[Stored items]
►

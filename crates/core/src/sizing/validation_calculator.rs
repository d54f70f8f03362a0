use log::debug;

use super::{ConsensusReport, Estimate, ValidationResult};
use crate::errors::{CalculatorError, Result};

fn check_threshold(threshold: f64) -> Result<()> {
    if !threshold.is_finite() || threshold <= 0.0 {
        return Err(CalculatorError::invalid(
            "threshold",
            format!("{} must be a positive number", threshold),
        )
        .into());
    }
    Ok(())
}

/// Compares `candidate` with an independently obtained `reference`.
///
/// `variance = |candidate - reference| / |reference|`, valid when below
/// `threshold`.
pub fn validate_estimate(
    candidate: f64,
    reference: f64,
    threshold: f64,
) -> Result<ValidationResult> {
    if !candidate.is_finite() {
        return Err(
            CalculatorError::invalid("candidate", format!("{} is not finite", candidate)).into(),
        );
    }
    if !reference.is_finite() || reference == 0.0 {
        return Err(CalculatorError::invalid(
            "reference",
            format!("{} must be finite and non-zero", reference),
        )
        .into());
    }
    check_threshold(threshold)?;

    let variance = (candidate - reference).abs() / reference.abs();
    let result = ValidationResult {
        candidate,
        reference,
        variance,
        threshold,
        is_valid: variance < threshold,
        confidence: (1.0 - variance).max(0.0),
    };
    debug!(
        "Validation: {} vs {} -> variance {:.4} ({})",
        candidate,
        reference,
        variance,
        if result.is_valid { "valid" } else { "invalid" }
    );
    Ok(result)
}

/// Scores several independent estimates against their mean.
///
/// Consensus holds when the coefficient of variation (population standard
/// deviation over mean) is below `threshold`.
pub fn validate_many(estimates: &[Estimate], threshold: f64) -> Result<ConsensusReport> {
    if estimates.len() < 2 {
        return Err(CalculatorError::invalid(
            "estimates",
            format!("need at least two, got {}", estimates.len()),
        )
        .into());
    }
    if let Some(bad) = estimates.iter().find(|e| !e.value.is_finite()) {
        return Err(CalculatorError::invalid(
            "estimates",
            format!("'{}' is not finite", bad.source),
        )
        .into());
    }
    check_threshold(threshold)?;

    let count = estimates.len() as f64;
    let mean = estimates.iter().map(|e| e.value).sum::<f64>() / count;
    if mean <= 0.0 {
        return Err(CalculatorError::invalid("estimates", "mean must be positive").into());
    }

    let std_dev = (estimates
        .iter()
        .map(|e| (e.value - mean).powi(2))
        .sum::<f64>()
        / count)
        .sqrt();
    let coefficient_of_variation = std_dev / mean;

    let min = estimates.iter().map(|e| e.value).fold(f64::INFINITY, f64::min);
    let max = estimates
        .iter()
        .map(|e| e.value)
        .fold(f64::NEG_INFINITY, f64::max);

    Ok(ConsensusReport {
        estimates: estimates.to_vec(),
        mean,
        std_dev,
        coefficient_of_variation,
        min,
        max,
        threshold,
        consensus: coefficient_of_variation < threshold,
    })
}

◄

Task directions — Reproduce all lines from the records above that include the word "reference".

Task result —
/// Compares `candidate` with an independently obtained `reference`.
/// `variance = |candidate - reference| / |reference|`, valid when below
    reference: f64,
    if !reference.is_finite() || reference == 0.0 {
            "reference",
            format!("{} must be finite and non-zero", reference),
    let variance = (candidate - reference).abs() / reference.abs();
        reference,
        reference,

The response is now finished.